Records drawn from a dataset
□ □ □ □

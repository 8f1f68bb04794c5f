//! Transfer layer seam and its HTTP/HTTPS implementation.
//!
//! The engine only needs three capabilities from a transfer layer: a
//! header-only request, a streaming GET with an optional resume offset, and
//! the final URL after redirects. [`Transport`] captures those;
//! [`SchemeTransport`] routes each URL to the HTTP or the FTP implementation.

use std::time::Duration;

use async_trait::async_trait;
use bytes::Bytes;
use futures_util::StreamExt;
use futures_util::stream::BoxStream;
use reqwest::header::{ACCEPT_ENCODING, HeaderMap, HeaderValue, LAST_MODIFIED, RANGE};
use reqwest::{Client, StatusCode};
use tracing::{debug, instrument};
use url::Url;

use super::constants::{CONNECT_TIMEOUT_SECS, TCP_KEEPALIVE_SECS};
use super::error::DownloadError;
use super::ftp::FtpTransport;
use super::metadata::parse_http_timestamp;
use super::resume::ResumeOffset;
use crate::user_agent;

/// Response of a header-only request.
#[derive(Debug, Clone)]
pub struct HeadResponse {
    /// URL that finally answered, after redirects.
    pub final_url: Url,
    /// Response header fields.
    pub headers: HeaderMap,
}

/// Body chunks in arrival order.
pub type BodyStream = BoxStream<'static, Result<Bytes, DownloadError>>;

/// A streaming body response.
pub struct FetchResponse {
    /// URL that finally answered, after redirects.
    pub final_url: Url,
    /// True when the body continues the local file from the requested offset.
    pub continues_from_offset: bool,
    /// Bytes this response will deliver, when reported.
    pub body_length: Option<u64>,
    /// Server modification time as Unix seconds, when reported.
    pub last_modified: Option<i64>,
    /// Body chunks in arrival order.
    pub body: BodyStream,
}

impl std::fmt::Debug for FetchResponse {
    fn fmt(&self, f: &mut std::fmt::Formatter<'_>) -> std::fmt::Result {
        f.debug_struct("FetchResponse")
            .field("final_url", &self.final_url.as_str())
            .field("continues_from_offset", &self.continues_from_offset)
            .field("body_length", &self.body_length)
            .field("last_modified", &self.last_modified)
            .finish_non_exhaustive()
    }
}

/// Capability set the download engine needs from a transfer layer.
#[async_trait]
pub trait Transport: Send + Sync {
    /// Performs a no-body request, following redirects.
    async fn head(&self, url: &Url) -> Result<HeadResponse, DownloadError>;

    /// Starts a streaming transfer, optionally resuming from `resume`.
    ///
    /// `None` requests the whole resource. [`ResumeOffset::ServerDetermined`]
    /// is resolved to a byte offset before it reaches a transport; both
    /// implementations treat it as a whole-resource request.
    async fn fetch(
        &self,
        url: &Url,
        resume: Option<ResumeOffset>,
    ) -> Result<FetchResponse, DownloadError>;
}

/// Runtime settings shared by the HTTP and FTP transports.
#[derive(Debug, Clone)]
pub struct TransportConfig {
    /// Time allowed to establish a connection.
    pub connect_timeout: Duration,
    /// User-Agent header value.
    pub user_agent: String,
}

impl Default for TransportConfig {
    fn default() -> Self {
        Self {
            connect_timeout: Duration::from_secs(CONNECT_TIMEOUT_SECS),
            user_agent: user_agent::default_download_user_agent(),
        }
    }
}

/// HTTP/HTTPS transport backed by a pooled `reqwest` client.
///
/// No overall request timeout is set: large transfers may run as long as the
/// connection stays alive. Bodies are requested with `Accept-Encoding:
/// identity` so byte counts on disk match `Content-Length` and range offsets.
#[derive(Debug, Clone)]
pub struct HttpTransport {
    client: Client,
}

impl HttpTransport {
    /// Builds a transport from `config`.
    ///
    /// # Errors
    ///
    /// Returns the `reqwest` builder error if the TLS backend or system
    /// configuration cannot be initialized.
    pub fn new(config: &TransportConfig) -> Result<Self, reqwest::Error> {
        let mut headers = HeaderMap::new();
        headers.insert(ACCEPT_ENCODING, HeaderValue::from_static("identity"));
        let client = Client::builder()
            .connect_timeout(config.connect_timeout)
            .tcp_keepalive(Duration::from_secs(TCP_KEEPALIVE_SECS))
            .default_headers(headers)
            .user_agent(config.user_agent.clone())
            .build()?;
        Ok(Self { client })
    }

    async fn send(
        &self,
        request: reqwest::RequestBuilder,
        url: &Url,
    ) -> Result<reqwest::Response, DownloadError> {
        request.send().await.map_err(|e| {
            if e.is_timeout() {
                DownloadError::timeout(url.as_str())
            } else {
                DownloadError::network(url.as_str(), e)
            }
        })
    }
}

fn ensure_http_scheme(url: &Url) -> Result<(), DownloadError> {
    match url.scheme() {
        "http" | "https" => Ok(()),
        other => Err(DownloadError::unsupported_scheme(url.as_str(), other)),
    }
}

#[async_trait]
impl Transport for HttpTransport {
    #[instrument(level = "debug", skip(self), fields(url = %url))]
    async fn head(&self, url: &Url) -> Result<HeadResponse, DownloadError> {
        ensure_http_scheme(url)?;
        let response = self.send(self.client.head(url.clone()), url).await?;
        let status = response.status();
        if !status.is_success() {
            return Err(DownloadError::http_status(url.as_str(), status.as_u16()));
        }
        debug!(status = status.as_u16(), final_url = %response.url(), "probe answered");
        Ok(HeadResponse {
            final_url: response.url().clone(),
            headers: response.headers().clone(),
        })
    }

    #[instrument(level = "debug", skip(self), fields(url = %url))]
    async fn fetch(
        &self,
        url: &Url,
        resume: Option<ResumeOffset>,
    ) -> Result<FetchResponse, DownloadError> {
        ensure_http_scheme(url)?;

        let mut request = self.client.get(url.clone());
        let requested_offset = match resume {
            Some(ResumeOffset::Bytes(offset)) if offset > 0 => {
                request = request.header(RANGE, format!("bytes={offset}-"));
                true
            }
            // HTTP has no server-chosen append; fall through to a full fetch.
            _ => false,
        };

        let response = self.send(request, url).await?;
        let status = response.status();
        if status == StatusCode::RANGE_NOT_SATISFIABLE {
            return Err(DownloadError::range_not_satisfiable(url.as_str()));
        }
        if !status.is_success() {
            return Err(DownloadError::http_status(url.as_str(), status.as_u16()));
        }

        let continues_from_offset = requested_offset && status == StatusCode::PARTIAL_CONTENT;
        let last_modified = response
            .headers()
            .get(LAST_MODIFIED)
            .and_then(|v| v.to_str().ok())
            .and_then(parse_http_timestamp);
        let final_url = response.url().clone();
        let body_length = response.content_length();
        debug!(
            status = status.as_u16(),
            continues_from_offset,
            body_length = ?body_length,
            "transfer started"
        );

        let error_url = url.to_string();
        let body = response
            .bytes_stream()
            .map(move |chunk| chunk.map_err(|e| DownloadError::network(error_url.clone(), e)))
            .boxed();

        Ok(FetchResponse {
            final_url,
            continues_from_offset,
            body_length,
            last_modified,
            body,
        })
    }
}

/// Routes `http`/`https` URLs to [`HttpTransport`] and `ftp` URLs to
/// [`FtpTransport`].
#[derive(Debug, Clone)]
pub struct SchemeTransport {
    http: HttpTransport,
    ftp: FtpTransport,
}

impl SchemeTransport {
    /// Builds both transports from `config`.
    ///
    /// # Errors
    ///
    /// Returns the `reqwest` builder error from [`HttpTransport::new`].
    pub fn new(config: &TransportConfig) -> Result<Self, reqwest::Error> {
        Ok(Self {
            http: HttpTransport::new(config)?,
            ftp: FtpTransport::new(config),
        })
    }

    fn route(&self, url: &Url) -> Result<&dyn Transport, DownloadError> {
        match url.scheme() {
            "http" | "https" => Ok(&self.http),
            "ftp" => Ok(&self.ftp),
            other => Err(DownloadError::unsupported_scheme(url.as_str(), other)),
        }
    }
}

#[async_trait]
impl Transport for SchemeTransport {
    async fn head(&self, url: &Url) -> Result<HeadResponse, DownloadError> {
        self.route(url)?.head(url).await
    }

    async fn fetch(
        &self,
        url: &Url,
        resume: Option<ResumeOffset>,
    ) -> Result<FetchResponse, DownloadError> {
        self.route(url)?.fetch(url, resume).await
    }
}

□ □ □ □

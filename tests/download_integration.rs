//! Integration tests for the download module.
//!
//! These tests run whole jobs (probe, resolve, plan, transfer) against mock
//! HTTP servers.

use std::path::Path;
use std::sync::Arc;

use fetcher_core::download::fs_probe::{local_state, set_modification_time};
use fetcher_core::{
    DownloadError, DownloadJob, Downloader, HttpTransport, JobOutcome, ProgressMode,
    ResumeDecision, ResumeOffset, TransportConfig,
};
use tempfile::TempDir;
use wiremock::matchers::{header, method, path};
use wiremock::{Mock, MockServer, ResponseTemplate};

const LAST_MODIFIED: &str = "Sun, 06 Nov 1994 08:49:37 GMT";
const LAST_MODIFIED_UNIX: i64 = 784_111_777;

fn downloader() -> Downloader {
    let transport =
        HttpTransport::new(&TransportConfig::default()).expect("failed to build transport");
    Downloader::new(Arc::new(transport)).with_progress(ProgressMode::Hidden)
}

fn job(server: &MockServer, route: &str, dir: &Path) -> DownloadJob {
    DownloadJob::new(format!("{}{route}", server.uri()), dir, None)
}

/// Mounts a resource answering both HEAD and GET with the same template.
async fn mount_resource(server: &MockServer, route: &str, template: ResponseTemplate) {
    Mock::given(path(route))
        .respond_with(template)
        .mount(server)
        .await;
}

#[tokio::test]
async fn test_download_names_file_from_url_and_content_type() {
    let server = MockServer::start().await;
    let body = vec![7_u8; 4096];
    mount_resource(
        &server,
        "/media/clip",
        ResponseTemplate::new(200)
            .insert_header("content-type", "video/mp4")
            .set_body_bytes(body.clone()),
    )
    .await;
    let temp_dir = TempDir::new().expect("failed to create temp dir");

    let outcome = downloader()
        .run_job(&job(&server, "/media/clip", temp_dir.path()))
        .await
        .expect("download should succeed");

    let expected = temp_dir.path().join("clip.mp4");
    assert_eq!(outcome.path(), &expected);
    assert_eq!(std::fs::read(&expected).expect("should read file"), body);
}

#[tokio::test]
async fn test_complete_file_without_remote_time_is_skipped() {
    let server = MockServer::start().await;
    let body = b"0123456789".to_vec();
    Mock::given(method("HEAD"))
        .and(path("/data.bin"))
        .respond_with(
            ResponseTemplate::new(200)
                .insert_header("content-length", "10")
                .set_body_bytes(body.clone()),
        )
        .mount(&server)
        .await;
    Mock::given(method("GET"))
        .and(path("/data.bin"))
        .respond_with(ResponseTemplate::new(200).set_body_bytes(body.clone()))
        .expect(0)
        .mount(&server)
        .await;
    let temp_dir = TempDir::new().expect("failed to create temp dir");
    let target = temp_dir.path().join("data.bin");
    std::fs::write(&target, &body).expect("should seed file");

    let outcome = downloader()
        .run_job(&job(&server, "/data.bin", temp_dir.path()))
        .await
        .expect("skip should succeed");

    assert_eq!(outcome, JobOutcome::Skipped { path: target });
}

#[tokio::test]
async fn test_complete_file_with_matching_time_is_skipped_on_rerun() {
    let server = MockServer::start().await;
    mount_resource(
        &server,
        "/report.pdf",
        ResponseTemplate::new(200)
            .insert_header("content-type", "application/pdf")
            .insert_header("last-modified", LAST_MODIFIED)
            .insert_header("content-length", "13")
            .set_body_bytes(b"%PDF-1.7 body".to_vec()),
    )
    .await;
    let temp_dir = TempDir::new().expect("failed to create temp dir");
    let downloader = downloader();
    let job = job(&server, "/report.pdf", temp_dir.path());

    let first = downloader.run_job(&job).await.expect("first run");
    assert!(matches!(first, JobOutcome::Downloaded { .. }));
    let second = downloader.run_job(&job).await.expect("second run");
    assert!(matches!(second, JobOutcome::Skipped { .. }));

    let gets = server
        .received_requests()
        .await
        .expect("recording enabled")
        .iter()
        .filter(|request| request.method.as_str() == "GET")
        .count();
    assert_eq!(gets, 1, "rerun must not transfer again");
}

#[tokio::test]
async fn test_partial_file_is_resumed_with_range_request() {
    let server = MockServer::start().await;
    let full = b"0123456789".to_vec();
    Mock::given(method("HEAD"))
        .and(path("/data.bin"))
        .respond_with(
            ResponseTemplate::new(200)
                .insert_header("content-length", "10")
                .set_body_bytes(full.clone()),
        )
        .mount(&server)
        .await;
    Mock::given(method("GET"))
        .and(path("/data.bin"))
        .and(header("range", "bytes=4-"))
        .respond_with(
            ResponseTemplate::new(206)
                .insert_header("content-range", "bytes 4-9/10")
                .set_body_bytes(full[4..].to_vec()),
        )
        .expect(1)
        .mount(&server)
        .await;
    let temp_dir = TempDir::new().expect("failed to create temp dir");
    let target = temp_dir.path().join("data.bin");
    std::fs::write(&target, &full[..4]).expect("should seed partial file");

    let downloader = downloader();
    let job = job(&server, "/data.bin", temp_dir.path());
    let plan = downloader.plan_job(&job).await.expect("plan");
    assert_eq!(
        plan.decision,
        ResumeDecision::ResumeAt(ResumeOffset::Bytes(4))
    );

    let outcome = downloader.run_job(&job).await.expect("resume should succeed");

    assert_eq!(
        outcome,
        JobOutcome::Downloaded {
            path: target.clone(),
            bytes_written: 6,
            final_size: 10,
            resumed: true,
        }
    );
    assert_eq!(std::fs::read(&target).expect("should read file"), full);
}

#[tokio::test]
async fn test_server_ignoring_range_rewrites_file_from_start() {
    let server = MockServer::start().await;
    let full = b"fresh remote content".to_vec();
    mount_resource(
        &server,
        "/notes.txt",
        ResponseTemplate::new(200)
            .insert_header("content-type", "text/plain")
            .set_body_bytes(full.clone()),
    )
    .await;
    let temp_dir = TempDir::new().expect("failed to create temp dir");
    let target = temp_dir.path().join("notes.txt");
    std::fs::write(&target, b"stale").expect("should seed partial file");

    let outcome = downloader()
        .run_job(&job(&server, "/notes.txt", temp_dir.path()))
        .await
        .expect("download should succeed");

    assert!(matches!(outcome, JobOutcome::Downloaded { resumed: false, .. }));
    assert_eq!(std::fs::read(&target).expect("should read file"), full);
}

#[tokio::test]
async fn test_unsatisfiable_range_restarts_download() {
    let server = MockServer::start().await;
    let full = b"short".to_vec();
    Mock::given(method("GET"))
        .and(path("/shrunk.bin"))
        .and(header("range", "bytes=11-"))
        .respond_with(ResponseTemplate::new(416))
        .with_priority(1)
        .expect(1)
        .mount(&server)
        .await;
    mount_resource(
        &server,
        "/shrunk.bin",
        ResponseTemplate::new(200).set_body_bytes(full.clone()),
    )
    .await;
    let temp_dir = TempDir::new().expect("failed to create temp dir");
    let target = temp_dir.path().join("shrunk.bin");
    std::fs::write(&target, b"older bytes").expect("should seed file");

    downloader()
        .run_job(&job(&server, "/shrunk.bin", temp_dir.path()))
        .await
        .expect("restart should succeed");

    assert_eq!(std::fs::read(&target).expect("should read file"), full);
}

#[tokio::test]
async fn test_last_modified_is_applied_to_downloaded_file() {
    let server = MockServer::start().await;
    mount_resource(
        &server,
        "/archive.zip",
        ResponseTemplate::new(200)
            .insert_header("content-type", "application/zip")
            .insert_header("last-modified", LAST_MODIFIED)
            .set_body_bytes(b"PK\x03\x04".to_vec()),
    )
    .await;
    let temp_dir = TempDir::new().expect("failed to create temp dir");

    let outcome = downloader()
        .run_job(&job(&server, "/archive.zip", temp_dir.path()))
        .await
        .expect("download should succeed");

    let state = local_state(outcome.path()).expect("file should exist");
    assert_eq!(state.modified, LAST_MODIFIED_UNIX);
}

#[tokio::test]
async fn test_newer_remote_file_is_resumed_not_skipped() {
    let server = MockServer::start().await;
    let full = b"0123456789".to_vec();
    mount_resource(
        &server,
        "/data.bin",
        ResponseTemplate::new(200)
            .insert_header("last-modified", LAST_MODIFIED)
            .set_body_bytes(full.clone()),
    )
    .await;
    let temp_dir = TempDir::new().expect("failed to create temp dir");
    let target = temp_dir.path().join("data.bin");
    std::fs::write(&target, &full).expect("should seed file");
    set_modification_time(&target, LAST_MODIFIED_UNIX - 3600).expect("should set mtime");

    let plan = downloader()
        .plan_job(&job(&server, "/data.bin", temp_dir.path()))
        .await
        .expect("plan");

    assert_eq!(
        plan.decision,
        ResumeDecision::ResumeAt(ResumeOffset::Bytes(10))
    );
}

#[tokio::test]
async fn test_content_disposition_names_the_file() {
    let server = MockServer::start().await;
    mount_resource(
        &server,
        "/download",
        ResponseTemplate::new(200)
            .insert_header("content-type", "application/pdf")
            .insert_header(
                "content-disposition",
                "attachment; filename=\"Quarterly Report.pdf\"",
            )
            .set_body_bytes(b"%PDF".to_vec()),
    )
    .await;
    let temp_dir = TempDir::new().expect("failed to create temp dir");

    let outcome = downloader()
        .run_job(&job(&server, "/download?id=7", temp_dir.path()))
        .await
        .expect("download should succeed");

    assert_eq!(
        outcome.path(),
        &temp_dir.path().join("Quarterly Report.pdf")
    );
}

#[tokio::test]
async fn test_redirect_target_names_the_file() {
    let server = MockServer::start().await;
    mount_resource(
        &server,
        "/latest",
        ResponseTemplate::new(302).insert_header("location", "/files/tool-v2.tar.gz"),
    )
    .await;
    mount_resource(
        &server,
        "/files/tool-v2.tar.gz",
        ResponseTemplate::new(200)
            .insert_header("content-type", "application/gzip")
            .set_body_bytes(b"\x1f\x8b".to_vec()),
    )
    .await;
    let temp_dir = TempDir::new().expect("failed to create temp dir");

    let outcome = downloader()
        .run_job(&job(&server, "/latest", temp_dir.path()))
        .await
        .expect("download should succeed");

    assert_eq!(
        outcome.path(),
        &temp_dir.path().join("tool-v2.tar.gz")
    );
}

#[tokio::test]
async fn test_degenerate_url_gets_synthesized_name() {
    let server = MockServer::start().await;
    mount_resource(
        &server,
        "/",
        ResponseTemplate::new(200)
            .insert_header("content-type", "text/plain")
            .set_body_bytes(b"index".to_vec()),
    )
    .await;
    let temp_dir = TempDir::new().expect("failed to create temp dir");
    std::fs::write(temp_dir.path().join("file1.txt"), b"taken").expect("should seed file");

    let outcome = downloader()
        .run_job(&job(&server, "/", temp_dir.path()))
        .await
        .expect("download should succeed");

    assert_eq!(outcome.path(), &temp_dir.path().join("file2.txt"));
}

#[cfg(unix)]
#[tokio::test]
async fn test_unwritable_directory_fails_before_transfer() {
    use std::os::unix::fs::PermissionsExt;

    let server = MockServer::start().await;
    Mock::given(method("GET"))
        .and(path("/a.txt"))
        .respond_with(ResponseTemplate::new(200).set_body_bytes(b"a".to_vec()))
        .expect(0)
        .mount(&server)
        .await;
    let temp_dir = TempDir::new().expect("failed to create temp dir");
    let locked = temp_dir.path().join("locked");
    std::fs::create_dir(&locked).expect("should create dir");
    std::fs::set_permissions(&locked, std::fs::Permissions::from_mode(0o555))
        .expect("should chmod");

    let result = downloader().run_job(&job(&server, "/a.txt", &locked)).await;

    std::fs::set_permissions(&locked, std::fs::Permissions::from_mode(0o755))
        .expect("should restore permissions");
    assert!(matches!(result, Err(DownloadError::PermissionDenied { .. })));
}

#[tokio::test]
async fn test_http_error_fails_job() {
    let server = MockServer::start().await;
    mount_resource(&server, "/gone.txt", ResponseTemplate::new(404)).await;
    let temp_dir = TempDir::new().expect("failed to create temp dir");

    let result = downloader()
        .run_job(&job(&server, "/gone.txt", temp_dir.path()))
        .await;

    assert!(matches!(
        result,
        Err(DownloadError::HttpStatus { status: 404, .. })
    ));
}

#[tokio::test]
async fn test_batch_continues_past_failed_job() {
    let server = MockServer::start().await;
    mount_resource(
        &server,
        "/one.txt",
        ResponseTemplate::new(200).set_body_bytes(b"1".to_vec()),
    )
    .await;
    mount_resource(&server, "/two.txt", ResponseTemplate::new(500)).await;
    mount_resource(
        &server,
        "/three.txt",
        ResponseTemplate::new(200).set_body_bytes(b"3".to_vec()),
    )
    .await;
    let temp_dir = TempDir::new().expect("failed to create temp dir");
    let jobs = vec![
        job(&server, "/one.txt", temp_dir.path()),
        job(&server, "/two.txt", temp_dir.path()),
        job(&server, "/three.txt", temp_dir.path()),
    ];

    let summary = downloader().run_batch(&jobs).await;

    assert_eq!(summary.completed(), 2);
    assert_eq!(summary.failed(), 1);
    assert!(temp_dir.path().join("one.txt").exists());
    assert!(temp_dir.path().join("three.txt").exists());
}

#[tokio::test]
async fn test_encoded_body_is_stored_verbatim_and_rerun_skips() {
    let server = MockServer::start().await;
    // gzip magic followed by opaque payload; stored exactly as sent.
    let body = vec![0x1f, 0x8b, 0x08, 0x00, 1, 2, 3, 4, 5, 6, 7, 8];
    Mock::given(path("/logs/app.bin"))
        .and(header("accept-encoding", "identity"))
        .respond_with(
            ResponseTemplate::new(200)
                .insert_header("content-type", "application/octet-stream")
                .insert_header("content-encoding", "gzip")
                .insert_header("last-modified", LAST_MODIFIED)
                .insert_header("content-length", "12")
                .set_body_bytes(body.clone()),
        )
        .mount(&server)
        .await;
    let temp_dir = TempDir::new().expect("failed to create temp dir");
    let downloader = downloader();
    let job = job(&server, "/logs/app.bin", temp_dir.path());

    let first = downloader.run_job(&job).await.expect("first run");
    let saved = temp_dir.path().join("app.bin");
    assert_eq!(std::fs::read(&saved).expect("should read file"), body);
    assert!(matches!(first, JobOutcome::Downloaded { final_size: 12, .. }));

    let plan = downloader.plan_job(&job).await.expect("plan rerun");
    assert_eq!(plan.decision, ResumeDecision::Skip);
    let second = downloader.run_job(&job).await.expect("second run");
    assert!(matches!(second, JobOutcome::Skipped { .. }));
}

□ □ □ □

**WHAT NEEDS TO BE DONE:**
From the records above, repeat exactly the lines from the one with "repository 8f1f68bb04794c5f" through the one with "impl std::fmt::Debug for", both included.

**EXERCISE OUTPUT:**
repository 8f1f68bb04794c5f
//! Transfer layer seam and its HTTP/HTTPS implementation.
//!
//! The engine only needs three capabilities from a transfer layer: a
//! header-only request, a streaming GET with an optional resume offset, and
//! the final URL after redirects. [`Transport`] captures those;
//! [`SchemeTransport`] routes each URL to the HTTP or the FTP implementation.

use std::time::Duration;

use async_trait::async_trait;
use bytes::Bytes;
use futures_util::StreamExt;
use futures_util::stream::BoxStream;
use reqwest::header::{ACCEPT_ENCODING, HeaderMap, HeaderValue, LAST_MODIFIED, RANGE};
use reqwest::{Client, StatusCode};
use tracing::{debug, instrument};
use url::Url;

use super::constants::{CONNECT_TIMEOUT_SECS, TCP_KEEPALIVE_SECS};
use super::error::DownloadError;
use super::ftp::FtpTransport;
use super::metadata::parse_http_timestamp;
use super::resume::ResumeOffset;
use crate::user_agent;

/// Response of a header-only request.
#[derive(Debug, Clone)]
pub struct HeadResponse {
    /// URL that finally answered, after redirects.
    pub final_url: Url,
    /// Response header fields.
    pub headers: HeaderMap,
}

/// Body chunks in arrival order.
pub type BodyStream = BoxStream<'static, Result<Bytes, DownloadError>>;

/// A streaming body response.
pub struct FetchResponse {
    /// URL that finally answered, after redirects.
    pub final_url: Url,
    /// True when the body continues the local file from the requested offset.
    pub continues_from_offset: bool,
    /// Bytes this response will deliver, when reported.
    pub body_length: Option<u64>,
    /// Server modification time as Unix seconds, when reported.
    pub last_modified: Option<i64>,
    /// Body chunks in arrival order.
    pub body: BodyStream,
}

impl std::fmt::Debug for FetchResponse {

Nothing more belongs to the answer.